In deze familierechtelijke zaak heeft het hof bij beschikking van 1 mei 2014 de door de man aan de vrouw te betalen partneralimentatie met terugwerkende kracht op een lager bedrag bepaald dan een eerder door de rechtbank vastgesteld bedrag. De vrouw heeft de te veel ontvangen alimentatie terugbetaald aan de man. Drie jaar later heeft de vrouw het hof verzocht om de beschikking uit 2014 aan te vullen op grond van artikel 32 Rv. Aan het verzoek legde de vrouw ten grondslag dat het hof in die beschikking heeft verzuimd te beslissen op het verzoek van de man om de vrouw te veroordelen tot terugbetaling.

Bij tussenbeschikking van 16 november 2017 heeft het hof overwogen dat in de beschikking van 1 mei 2014 inderdaad is verzuimd (gemotiveerd) te beslissen op het verzoek over de eventuele terugbetalingsverplichting van de vrouw. Het hof heeft het verzoek ex artikel 32 Rv van de vrouw dan ook ontvankelijk verklaard. Vervolgens heeft het hof in zijn eindbeschikking van 19 juli 2018 bepaald dat de vrouw niet gehouden is de aan haar te veel betaalde alimentatie aan de man terug te betalen.

Cassatie

Tegen dat oordeel is de man in cassatie opgekomen. Hij klaagt (onder meer) dat het hof de vrouw ten onrechte ontvankelijk heeft verklaard in haar artikel verzoek ex artikel 32 Rv.

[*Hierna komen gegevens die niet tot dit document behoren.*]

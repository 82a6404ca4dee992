use image::imageops::FilterType;
use image::{DynamicImage, ImageError, ImageReader, Limits, RgbImage};
use std::io::Cursor;

use crate::config::InputLimits;
use crate::error::PipelineError;
use crate::pipeline::context::{ImageContext, LoadedState, ReceivedState, StepKind};
use crate::pipeline::orchestration::ProcessingStep;

/// Decodes the uploaded bytes into a bounded RGB grid.
#[derive(Debug, Clone)]
pub struct ImageLoader {
    limits: InputLimits,
}

impl ImageLoader {
    pub fn new(limits: InputLimits) -> Self {
        Self { limits }
    }

    /// Size checks happen before any decoding is attempted.
    pub fn check_payload(&self, bytes: &[u8]) -> Result<(), PipelineError> {
        if bytes.is_empty() {
            return Err(PipelineError::EmptyInput);
        }
        if bytes.len() > self.limits.max_input_bytes {
            return Err(PipelineError::OversizeInput {
                size: bytes.len(),
                limit: self.limits.max_input_bytes,
            });
        }
        Ok(())
    }

    pub fn load(&self, bytes: &[u8]) -> Result<RgbImage, PipelineError> {
        self.check_payload(bytes)?;

        let mut reader = ImageReader::new(Cursor::new(bytes))
            .with_guessed_format()
            .map_err(ImageError::IoError)?;
        let mut limits = Limits::default();
        limits.max_alloc = Some(self.limits.decode_alloc_limit);
        reader.limits(limits);

        let image = reader.decode().map_err(|e| match e {
            ImageError::Limits(limit) => PipelineError::exhausted("decoding", limit.to_string()),
            other => PipelineError::Decode(other),
        })?;

        Ok(self.downscale(image).into_rgb8())
    }

    fn downscale(&self, image: DynamicImage) -> DynamicImage {
        let Some(max) = self.limits.max_dimension else {
            return image;
        };
        let (width, height) = (image.width(), image.height());
        if width <= max && height <= max {
            return image;
        }

        // `resize` keeps the aspect ratio and fits inside max × max.
        let resized = image.resize(max, max, FilterType::Lanczos3);
        tracing::debug!(
            "Downscaled {}x{} image to {}x{}",
            width,
            height,
            resized.width(),
            resized.height()
        );
        resized
    }
}

impl ProcessingStep<ReceivedState, LoadedState> for ImageLoader {
    fn process(
        &self,
        context: ImageContext<ReceivedState>,
    ) -> Result<ImageContext<LoadedState>, PipelineError> {
        let rgb = self.load(context.bytes())?;
        Ok(context.into_loaded(rgb))
    }

    fn name(&self) -> &'static str {
        "image_loader"
    }

    fn kind(&self) -> StepKind {
        StepKind::Load
    }
}

#[cfg(test)]
mod tests {
    use super::*;
    use crate::pipeline::test_support::{encode_jpeg, encode_png, solid};
    use image::{Rgb, Rgba, RgbaImage};

    fn loader() -> ImageLoader {
        ImageLoader::new(InputLimits::default())
    }

    #[test]
    fn empty_input_is_rejected() {
        assert!(matches!(loader().load(&[]), Err(PipelineError::EmptyInput)));
    }

    #[test]
    fn oversize_input_is_rejected_before_decoding() {
        let loader = ImageLoader::new(InputLimits {
            max_input_bytes: 16,
            ..InputLimits::default()
        });
        // Not an image at all: a decode attempt would fail differently.
        let err = loader.load(&[0xAB; 17]).unwrap_err();
        assert!(matches!(
            err,
            PipelineError::OversizeInput {
                size: 17,
                limit: 16
            }
        ));
    }

    #[test]
    fn garbage_fails_to_decode() {
        let err = loader().load(b"definitely not an image, just text").unwrap_err();
        assert!(matches!(err, PipelineError::Decode(_)));
    }

    #[test]
    fn truncated_png_fails_to_decode() {
        let png = encode_png(&solid(16, 16, [0, 128, 0]));
        let err = loader().load(&png[..png.len() / 2]).unwrap_err();
        assert!(matches!(err, PipelineError::Decode(_)));
    }

    #[test]
    fn decodes_png_and_jpeg() {
        let image = solid(20, 10, [0, 128, 0]);
        let png = loader().load(&encode_png(&image)).unwrap();
        assert_eq!(png.dimensions(), (20, 10));
        assert_eq!(png.get_pixel(3, 3), &Rgb([0, 128, 0]));

        let jpeg = loader().load(&encode_jpeg(&image)).unwrap();
        assert_eq!(jpeg.dimensions(), (20, 10));
    }

    #[test]
    fn alpha_is_dropped() {
        let rgba = RgbaImage::from_pixel(4, 4, Rgba([10, 200, 30, 128]));
        let mut bytes = Vec::new();
        DynamicImage::ImageRgba8(rgba)
            .write_to(&mut Cursor::new(&mut bytes), image::ImageFormat::Png)
            .unwrap();
        let rgb = loader().load(&bytes).unwrap();
        assert_eq!(rgb.get_pixel(0, 0), &Rgb([10, 200, 30]));
    }

    #[test]
    fn large_images_are_downscaled_proportionally() {
        let loader = ImageLoader::new(InputLimits {
            max_dimension: Some(64),
            ..InputLimits::default()
        });
        let rgb = loader.load(&encode_png(&solid(256, 128, [0, 128, 0]))).unwrap();
        assert_eq!(rgb.dimensions(), (64, 32));

        let small = loader.load(&encode_png(&solid(40, 20, [0, 128, 0]))).unwrap();
        assert_eq!(small.dimensions(), (40, 20));
    }

    #[test]
    fn no_cap_keeps_native_resolution() {
        let loader = ImageLoader::new(InputLimits {
            max_dimension: None,
            ..InputLimits::default()
        });
        let rgb = loader.load(&encode_png(&solid(300, 20, [0, 128, 0]))).unwrap();
        assert_eq!(rgb.dimensions(), (300, 20));
    }

    #[test]
    fn decoder_allocation_limit_is_resource_exhaustion() {
        let loader = ImageLoader::new(InputLimits {
            decode_alloc_limit: 64,
            ..InputLimits::default()
        });
        let err = loader.load(&encode_png(&solid(64, 64, [0, 128, 0]))).unwrap_err();
        assert!(matches!(err, PipelineError::ResourceExhausted { .. }));
    }
}
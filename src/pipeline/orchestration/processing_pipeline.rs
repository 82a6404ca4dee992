use std::time::Instant;

use crate::config::{Configuration, LAI_MAX};
use crate::error::PipelineError;
use crate::pipeline::context::{ImageContext, ProcessingState, ReceivedState};
use crate::pipeline::domain::calculation::{CalculationRequest, CalculationResult};
use crate::pipeline::domain::crop_type::CropType;
use crate::pipeline::domain::palette::LAI_PALETTE;
use crate::pipeline::orchestration::processing_step::ProcessingStep;
use crate::pipeline::steps::{ColorSegmenter, HeatmapRenderer, ImageLoader, LaiScorer};

/// Loader → segmenter → scorer → renderer. Holds only configuration, so one
/// instance can serve any number of concurrent calls.
#[derive(Debug, Clone)]
pub struct LaiPipeline {
    loader: ImageLoader,
    segmenter: ColorSegmenter,
    scorer: LaiScorer,
    renderer: HeatmapRenderer,
}

impl Default for LaiPipeline {
    fn default() -> Self {
        Self::from_config(&Configuration::default())
    }
}

impl LaiPipeline {
    pub fn new(config: &Configuration) -> Result<Self, PipelineError> {
        config.validate().map_err(PipelineError::InvalidConfig)?;
        Ok(Self::from_config(config))
    }

    fn from_config(config: &Configuration) -> Self {
        // The palette always spans the full LAI scale, whatever the clamp.
        let renderer = HeatmapRenderer::new(LAI_PALETTE, LAI_MAX, config.rendering.clone());
        Self {
            loader: ImageLoader::new(config.limits.clone()),
            segmenter: ColorSegmenter::new(&config.segmentation)
                .with_backdrop(renderer.overlay_enabled()),
            scorer: LaiScorer::new(config.scoring.clone()),
            renderer,
        }
    }

    pub fn loader(&self) -> &ImageLoader {
        &self.loader
    }

    /// Runs the whole chain on `image_bytes`. Either a complete result comes
    /// back or an error, never anything in between.
    pub fn compute(
        &self,
        image_bytes: Vec<u8>,
        crop_type: CropType,
    ) -> Result<CalculationResult, PipelineError> {
        self.compute_request(CalculationRequest::new(image_bytes, crop_type))
    }

    pub fn compute_request(
        &self,
        request: CalculationRequest,
    ) -> Result<CalculationResult, PipelineError> {
        let span = tracing::debug_span!("lai_pipeline", id = %request.id, crop = %request.crop_type);
        let _guard = span.enter();

        let context = ImageContext::new(request);
        let context = run_step(&self.loader, context)?;
        let context = run_step(&self.segmenter, context)?;
        let context = run_step(&self.scorer, context)?;
        let context = run_step(&self.renderer, context)?;
        let result = context.into_result();

        tracing::info!(
            "Computed average LAI {:.3} for {}x{} image in {:?}",
            result.average_lai(),
            result.dimensions().0,
            result.dimensions().1,
            result.metrics().total().unwrap_or_default()
        );
        Ok(result)
    }
}

fn run_step<In, Out, S>(step: &S, context: ImageContext<In>) -> Result<ImageContext<Out>, PipelineError>
where
    In: ProcessingState,
    Out: ProcessingState,
    S: ProcessingStep<In, Out>,
{
    tracing::debug!("Processing step: {} ({} -> {})", step.name(), In::state_name(), Out::state_name());
    let started = Instant::now();
    let mut next = step.process(context).inspect_err(|e| {
        tracing::debug!("Step {} failed: {}", step.name(), e);
    })?;
    next.record_duration(step.kind(), started.elapsed());
    Ok(next)
}
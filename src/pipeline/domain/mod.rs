pub mod buffer;
pub mod calculation;
pub mod clustering;
pub mod crop_type;
pub mod hsv;
pub mod lai_map;
pub mod palette;

pub use calculation::{CalculationRequest, CalculationResult};
pub use clustering::{ClusterAssignment, KMeansParams};
pub use crop_type::CropType;
pub use hsv::HsvImage;
pub use lai_map::{ClusterStats, LaiMap};
pub use palette::{LAI_PALETTE, Palette};
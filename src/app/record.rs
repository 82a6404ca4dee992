use chrono::{DateTime, Utc};
use uuid::Uuid;

use crate::pipeline::{CalculationResult, CropType};

/// Everything the persistence side keeps about one calculation. Plain data,
/// built only from a finished result.
#[derive(Debug, Clone)]
pub struct LaiRecord {
    pub id: Uuid,
    pub name: String,
    pub image: Vec<u8>,
    pub image_filename: Option<String>,
    pub crop_type: CropType,
    pub lai_avg: f64,
    pub lai_heatmap: Vec<u8>,
    pub lai_heatmap_filename: String,
    pub calculated_at: DateTime<Utc>,
}

impl LaiRecord {
    pub fn from_result(image: Vec<u8>, image_filename: Option<String>, result: CalculationResult) -> Self {
        let id = result.id();
        let crop_type = result.crop_type();
        let (lai_avg, lai_heatmap, lai_heatmap_filename) = result.into_parts();
        Self {
            id,
            name: format!("LAI-{}", id.simple()),
            image,
            image_filename,
            crop_type,
            lai_avg,
            lai_heatmap,
            lai_heatmap_filename,
            calculated_at: Utc::now(),
        }
    }
}
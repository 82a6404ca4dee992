use crate::error::PipelineError;
use crate::pipeline::context::{ImageContext, StepKind};

/// One stage of the chain. A step consumes the context in state `In` and
/// hands back the context in state `Out`.
pub trait ProcessingStep<In, Out>: Send + Sync {
    fn process(&self, context: ImageContext<In>) -> Result<ImageContext<Out>, PipelineError>;
    fn name(&self) -> &'static str;
    fn kind(&self) -> StepKind;
}
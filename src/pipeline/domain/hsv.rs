use image::RgbImage;

use crate::error::PipelineError;
use crate::pipeline::domain::buffer;

/// Hue is stored as degrees / 2 so it fits a byte.
pub const HUE_LEVELS: u16 = 180;

/// 8-bit HSV grid with the same shape as the RGB grid it was derived from.
/// Hue in `0..=179`, saturation and value in `0..=255`.
#[derive(Debug, Clone)]
pub struct HsvImage {
    width: u32,
    height: u32,
    data: Vec<[u8; 3]>,
}

impl HsvImage {
    pub fn from_rgb(rgb: &RgbImage) -> Result<Self, PipelineError> {
        let (width, height) = rgb.dimensions();
        let mut data = buffer::try_with_capacity(rgb.len() / 3, "converting to HSV")?;
        data.extend(rgb.pixels().map(|px| rgb_to_hsv(px.0)));
        Ok(Self {
            width,
            height,
            data,
        })
    }

    pub fn width(&self) -> u32 {
        self.width
    }

    pub fn height(&self) -> u32 {
        self.height
    }

    pub fn len(&self) -> usize {
        self.data.len()
    }

    pub fn is_empty(&self) -> bool {
        self.data.is_empty()
    }

    /// Row-major pixels.
    pub fn pixels(&self) -> &[[u8; 3]] {
        &self.data
    }

    pub fn get(&self, x: u32, y: u32) -> Option<[u8; 3]> {
        if x >= self.width || y >= self.height {
            return None;
        }
        self.data
            .get(y as usize * self.width as usize + x as usize)
            .copied()
    }
}

/// Converts one RGB pixel the way 8-bit OpenCV does: `V = max`,
/// `S = 255 * (max - min) / max`, `H = hue_degrees / 2`, all rounded.
pub fn rgb_to_hsv([r, g, b]: [u8; 3]) -> [u8; 3] {
    let max = r.max(g).max(b);
    let min = r.min(g).min(b);
    let delta = (max - min) as f32;

    let s = if max == 0 {
        0.0
    } else {
        255.0 * delta / max as f32
    };

    let (r, g, b) = (r as f32, g as f32, b as f32);
    let degrees = if delta == 0.0 {
        0.0
    } else if max as f32 == r {
        60.0 * (g - b) / delta
    } else if max as f32 == g {
        120.0 + 60.0 * (b - r) / delta
    } else {
        240.0 + 60.0 * (r - g) / delta
    };
    let degrees = if degrees < 0.0 { degrees + 360.0 } else { degrees };

    // 359.x degrees rounds up to 180, which is the same hue as 0.
    let h = (degrees / 2.0).round() as u16 % HUE_LEVELS;

    [h as u8, s.round() as u8, max]
}
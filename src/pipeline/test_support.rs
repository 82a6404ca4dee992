use image::{DynamicImage, ImageFormat, Rgb, RgbImage};
use std::io::Cursor;

pub fn solid(width: u32, height: u32, color: [u8; 3]) -> RgbImage {
    RgbImage::from_pixel(width, height, Rgb(color))
}

/// Left half canopy, right half bare soil, two shades each in a checker.
pub fn field_with_soil(width: u32, height: u32) -> RgbImage {
    RgbImage::from_fn(width, height, |x, y| {
        let shade = (x + y) % 2 == 0;
        match (x < width / 2, shade) {
            (true, true) => Rgb([100, 180, 30]),
            (true, false) => Rgb([90, 170, 40]),
            (false, true) => Rgb([110, 95, 85]),
            (false, false) => Rgb([100, 90, 80]),
        }
    })
}

/// Canopy and soil with a deterministic per-pixel jitter, so clustering has
/// many distinct colors to work with.
pub fn noisy_field(width: u32, height: u32) -> RgbImage {
    RgbImage::from_fn(width, height, |x, y| {
        let jitter = ((x.wrapping_mul(31) ^ y.wrapping_mul(17)) % 23) as u8;
        if (x / 8 + y / 8) % 3 == 0 {
            Rgb([120 + jitter, 90 + jitter / 2, 60])
        } else {
            Rgb([40 + jitter, 150 + jitter, 30 + jitter / 3])
        }
    })
}

pub fn encode_png(image: &RgbImage) -> Vec<u8> {
    encode(image, ImageFormat::Png)
}

pub fn encode_jpeg(image: &RgbImage) -> Vec<u8> {
    encode(image, ImageFormat::Jpeg)
}

fn encode(image: &RgbImage, format: ImageFormat) -> Vec<u8> {
    let mut bytes = Vec::new();
    DynamicImage::ImageRgb8(image.clone())
        .write_to(&mut Cursor::new(&mut bytes), format)
        .expect("in-memory encode");
    bytes
}
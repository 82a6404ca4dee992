use futures::future::BoxFuture;
use std::sync::Arc;
use std::sync::atomic::{AtomicUsize, Ordering};
use std::task::{Context, Poll};
use std::time::Duration;
use tokio::sync::Semaphore;
use tower::timeout::TimeoutLayer;
use tower::timeout::error::Elapsed;
use tower::util::BoxCloneService;
use tower::{BoxError, Service, ServiceBuilder};

use crate::config::ServiceConfig;
use crate::error::{AppError, PipelineError};
use crate::pipeline::{CalculationRequest, CalculationResult, LaiPipeline};

pub type BoxedCalculationService = BoxCloneService<CalculationRequest, CalculationResult, BoxError>;

/// Runs each calculation on the blocking thread pool so the async caller is
/// never stalled by clustering. At most `max_concurrent` workers run at once;
/// a worker keeps its permit until it finishes, even after the caller gave up.
#[derive(Clone)]
pub struct CalculationService {
    pipeline: Arc<LaiPipeline>,
    permits: Arc<Semaphore>,
    running: Arc<AtomicUsize>,
}

impl CalculationService {
    pub fn new(pipeline: Arc<LaiPipeline>, max_concurrent: usize) -> Self {
        Self {
            pipeline,
            permits: Arc::new(Semaphore::new(max_concurrent.max(1))),
            running: Arc::new(AtomicUsize::new(0)),
        }
    }

    /// Blocking workers currently computing, including abandoned ones.
    pub fn running(&self) -> usize {
        self.running.load(Ordering::Acquire)
    }
}

struct RunningGuard(Arc<AtomicUsize>);

impl RunningGuard {
    fn enter(counter: Arc<AtomicUsize>) -> Self {
        counter.fetch_add(1, Ordering::AcqRel);
        Self(counter)
    }
}

impl Drop for RunningGuard {
    fn drop(&mut self) {
        self.0.fetch_sub(1, Ordering::AcqRel);
    }
}

impl Service<CalculationRequest> for CalculationService {
    type Response = CalculationResult;
    type Error = BoxError;
    type Future = BoxFuture<'static, Result<Self::Response, Self::Error>>;

    fn poll_ready(&mut self, _cx: &mut Context<'_>) -> Poll<Result<(), Self::Error>> {
        Poll::Ready(Ok(()))
    }

    fn call(&mut self, request: CalculationRequest) -> Self::Future {
        let pipeline = self.pipeline.clone();
        let permits = self.permits.clone();
        let running = self.running.clone();

        Box::pin(async move {
            let permit = permits.acquire_owned().await?;
            let result = tokio::task::spawn_blocking(move || {
                let _permit = permit;
                let _running = RunningGuard::enter(running);
                pipeline.compute_request(request)
            })
            .await?;
            Ok(result?)
        })
    }
}

pub struct CalculationServiceBuilder {
    pipeline: Arc<LaiPipeline>,
    timeout: Option<Duration>,
    max_concurrent: usize,
}

impl CalculationServiceBuilder {
    pub fn new(pipeline: Arc<LaiPipeline>) -> Self {
        Self {
            pipeline,
            timeout: None,
            max_concurrent: crate::config::MAX_CONCURRENT_CALCULATIONS,
        }
    }

    // Applies the timeout and concurrency limit from the configuration.
    pub fn config(self, config: &ServiceConfig) -> Self {
        let builder = self.max_concurrent(config.max_concurrent);
        match config.timeout() {
            Some(timeout) => builder.timeout(timeout),
            None => builder,
        }
    }

    pub fn timeout(mut self, timeout: Duration) -> Self {
        self.timeout = Some(timeout);
        self
    }

    pub fn max_concurrent(mut self, max_concurrent: usize) -> Self {
        self.max_concurrent = max_concurrent.max(1);
        self
    }

    pub fn build(self) -> BoxedCalculationService {
        let service = ServiceBuilder::new()
            .option_layer(self.timeout.map(TimeoutLayer::new))
            .service(CalculationService::new(self.pipeline, self.max_concurrent));

        BoxCloneService::new(service)
    }
}

/// Maps whatever the service stack returned onto the boundary error type.
pub fn classify(error: BoxError, timeout: Option<Duration>) -> AppError {
    let error = match error.downcast::<PipelineError>() {
        Ok(pipeline) => return AppError::Pipeline(*pipeline),
        Err(other) => other,
    };
    if error.is::<Elapsed>() {
        return AppError::Timeout(timeout.unwrap_or_default());
    }
    match error.downcast::<tokio::task::JoinError>() {
        Ok(join) if join.is_panic() => AppError::Worker("calculation panicked".to_string()),
        Ok(join) => AppError::Worker(join.to_string()),
        Err(other) => AppError::Worker(other.to_string()),
    }
}
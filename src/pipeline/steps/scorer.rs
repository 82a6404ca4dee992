use crate::config::ScoringConfig;
use crate::error::PipelineError;
use crate::pipeline::context::{ImageContext, ScoredState, SegmentedState, StepKind};
use crate::pipeline::domain::lai_map::{self, LaiMap};
use crate::pipeline::orchestration::ProcessingStep;

/// Turns cluster color statistics into a per-pixel LAI map.
#[derive(Debug, Clone)]
pub struct LaiScorer {
    config: ScoringConfig,
}

impl LaiScorer {
    pub fn new(config: ScoringConfig) -> Self {
        Self { config }
    }
}

impl ProcessingStep<SegmentedState, ScoredState> for LaiScorer {
    fn process(
        &self,
        context: ImageContext<SegmentedState>,
    ) -> Result<ImageContext<ScoredState>, PipelineError> {
        // The crop type is carried along but does not change the score.
        let clusters = lai_map::cluster_stats(context.hsv(), context.assignment(), &self.config);
        for cluster in &clusters {
            tracing::debug!(
                "Cluster {}: {} px, hsv ({:.1}, {:.1}, {:.1}), greenness {:.3}, LAI {:.3}",
                cluster.label,
                cluster.pixel_count,
                cluster.mean_hue,
                cluster.mean_saturation,
                cluster.mean_value,
                cluster.greenness,
                cluster.lai
            );
        }
        let map = LaiMap::from_clusters(context.assignment(), &clusters)?;
        Ok(context.into_scored(map, clusters))
    }

    fn name(&self) -> &'static str {
        "lai_scorer"
    }

    fn kind(&self) -> StepKind {
        StepKind::Score
    }
}

#[cfg(test)]
mod tests {
    use super::*;
    use crate::config::SegmentationConfig;
    use crate::pipeline::context::ReceivedState;
    use crate::pipeline::domain::{CalculationRequest, CropType};
    use crate::pipeline::steps::ColorSegmenter;
    use crate::pipeline::test_support::{field_with_soil, solid};

    fn scored(rgb: image::RgbImage, crop: CropType) -> ImageContext<ScoredState> {
        let ctx = ImageContext::<ReceivedState>::new(CalculationRequest::new(Vec::new(), crop))
            .into_loaded(rgb);
        let ctx = ColorSegmenter::new(&SegmentationConfig::default())
            .process(ctx)
            .unwrap();
        LaiScorer::new(ScoringConfig::default()).process(ctx).unwrap()
    }

    #[test]
    fn uniform_green_gets_one_value_everywhere() {
        let ctx = scored(solid(10, 10, [0, 128, 0]), CropType::Wheat);
        let map = ctx.lai_map();
        // hsv (60, 255, 128): greenness 1 - |1/3 - 0.17| * 3
        let expected = 0.5 + 4.5 * (1.0 - (60.0f32 / 180.0 - 0.17).abs() * 3.0) * (128.0 / 255.0);
        assert_eq!(ctx.clusters().len(), 1);
        assert!(map.defined_values().all(|v| (v - expected).abs() < 1e-5));
        assert!((map.average().unwrap() - expected as f64).abs() < 1e-5);
    }

    #[test]
    fn values_stay_in_range() {
        let ctx = scored(field_with_soil(40, 30), CropType::Mixed);
        assert!(ctx.lai_map().defined_values().all(|v| (0.0..=6.0).contains(&v)));
        assert_eq!(ctx.lai_map().defined_values().count(), 1200);
    }

    #[test]
    fn crop_type_does_not_change_the_map() {
        let wheat = scored(field_with_soil(20, 20), CropType::Wheat);
        let corn = scored(field_with_soil(20, 20), CropType::Corn);
        assert_eq!(wheat.lai_map().values(), corn.lai_map().values());
    }

    #[test]
    fn greener_cluster_scores_higher() {
        let ctx = scored(field_with_soil(20, 20), CropType::Mixed);
        // Left half is canopy, right half soil.
        let canopy = ctx.lai_map().get(0, 0).unwrap();
        let soil = ctx.lai_map().get(19, 19).unwrap();
        assert!(canopy > soil, "canopy {} soil {}", canopy, soil);
    }
}
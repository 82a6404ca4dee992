use image::RgbImage;
use std::time::{Duration, Instant};
use uuid::Uuid;

use crate::pipeline::context::metrics::{StageMetrics, StepKind};
use crate::pipeline::context::state::{
    LoadedState, ReceivedState, RenderedState, ScoredState, SegmentedState,
};
use crate::pipeline::domain::calculation::{CalculationRequest, CalculationResult};
use crate::pipeline::domain::clustering::ClusterAssignment;
use crate::pipeline::domain::crop_type::CropType;
use crate::pipeline::domain::hsv::HsvImage;
use crate::pipeline::domain::lai_map::{ClusterStats, LaiMap};

// ImageContext with compile-time state tracking. Every transition consumes
// the context, so the buffers of the finished stage are freed right there.
pub struct ImageContext<S> {
    id: Uuid,
    crop_type: CropType,
    metrics: StageMetrics,
    processing_start: Instant,
    state: S,
}

impl<S> ImageContext<S> {
    pub fn id(&self) -> Uuid {
        self.id
    }

    pub fn crop_type(&self) -> CropType {
        self.crop_type
    }

    pub fn metrics(&self) -> &StageMetrics {
        &self.metrics
    }

    pub(crate) fn record_duration(&mut self, step: StepKind, duration: Duration) {
        self.metrics.record_duration(step, duration);
    }

    fn with_state<T>(self, state: T) -> ImageContext<T> {
        ImageContext {
            id: self.id,
            crop_type: self.crop_type,
            metrics: self.metrics,
            processing_start: self.processing_start,
            state,
        }
    }
}

impl ImageContext<ReceivedState> {
    pub fn new(request: CalculationRequest) -> Self {
        Self {
            id: request.id,
            crop_type: request.crop_type,
            metrics: StageMetrics::new(),
            processing_start: Instant::now(),
            state: ReceivedState {
                bytes: request.image,
            },
        }
    }

    pub fn bytes(&self) -> &[u8] {
        &self.state.bytes
    }

    pub fn into_loaded(self, rgb: RgbImage) -> ImageContext<LoadedState> {
        self.with_state(LoadedState { rgb })
    }
}

impl ImageContext<LoadedState> {
    pub fn rgb(&self) -> &RgbImage {
        &self.state.rgb
    }

    /// Drops the RGB grid unless `keep_backdrop` asks for it to be carried
    /// to the renderer.
    pub fn into_segmented(
        self,
        hsv: HsvImage,
        assignment: ClusterAssignment,
        keep_backdrop: bool,
    ) -> ImageContext<SegmentedState> {
        let backdrop = keep_backdrop.then_some(self.state.rgb);
        ImageContext {
            id: self.id,
            crop_type: self.crop_type,
            metrics: self.metrics,
            processing_start: self.processing_start,
            state: SegmentedState {
                hsv,
                assignment,
                backdrop,
            },
        }
    }
}

impl ImageContext<SegmentedState> {
    pub fn hsv(&self) -> &HsvImage {
        &self.state.hsv
    }

    pub fn assignment(&self) -> &ClusterAssignment {
        &self.state.assignment
    }

    pub fn has_backdrop(&self) -> bool {
        self.state.backdrop.is_some()
    }

    pub fn into_scored(self, lai_map: LaiMap, clusters: Vec<ClusterStats>) -> ImageContext<ScoredState> {
        let backdrop = self.state.backdrop;
        ImageContext {
            id: self.id,
            crop_type: self.crop_type,
            metrics: self.metrics,
            processing_start: self.processing_start,
            state: ScoredState {
                lai_map,
                clusters,
                backdrop,
            },
        }
    }
}

impl ImageContext<ScoredState> {
    pub fn lai_map(&self) -> &LaiMap {
        &self.state.lai_map
    }

    pub fn clusters(&self) -> &[ClusterStats] {
        &self.state.clusters
    }

    pub fn backdrop(&self) -> Option<&RgbImage> {
        self.state.backdrop.as_ref()
    }

    pub fn into_rendered(self, heatmap: Vec<u8>, average_lai: f64) -> ImageContext<RenderedState> {
        let ScoredState {
            lai_map, clusters, ..
        } = self.state;
        let (width, height) = (lai_map.width(), lai_map.height());
        ImageContext {
            id: self.id,
            crop_type: self.crop_type,
            metrics: self.metrics,
            processing_start: self.processing_start,
            state: RenderedState {
                heatmap,
                average_lai,
                width,
                height,
                clusters,
            },
        }
    }
}

impl ImageContext<RenderedState> {
    pub fn heatmap(&self) -> &[u8] {
        &self.state.heatmap
    }

    pub fn into_result(mut self) -> CalculationResult {
        self.metrics.finalize(self.processing_start);
        let RenderedState {
            heatmap,
            average_lai,
            width,
            height,
            clusters,
        } = self.state;
        CalculationResult::new(
            self.id,
            self.crop_type,
            average_lai,
            heatmap,
            width,
            height,
            clusters,
            self.metrics,
        )
    }
}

De Hoge Raad acht die klacht gegrond en stelt voorop dat artikel 32 lid 1 Rv inhoudt dat de rechter te allen tijde op verzoek van een partij zijn vonnis, arrest of beschikking aanvult indien hij heeft verzuimd te beslissen over een onderdeel van het gevorderde of verzochte. Vervolgens overweegt de Hoge Raad dat artikel 32 lid 1 Rv uitsluitend ten dienste staat van de partij die de vordering heeft ingesteld of het verzoek heeft gedaan waarop de rechter deels niet heeft beslist. Het staat die partij immers vrij van die vordering of dat verzoek af te zien. Artikel 32 lid 1 Rv is niet geschreven voor de wederpartij. Dit betekent dan ook dat de vrouw geen (succesvol) verzoek ex artikel 32 Rv kon doen en het hof haar ten onrechte ontvankelijk heeft verklaard. Tegen die achtergrond komt de Hoge Raad tot vernietiging van zowel de tussenbeschikking (van 16 november 2017) als de eindbeschikking (van 19 juli 2018) van het hof. De Hoge Raad doet de zaak vervolgens zelf af door de vrouw alsnog niet-ontvankelijk te verklaren.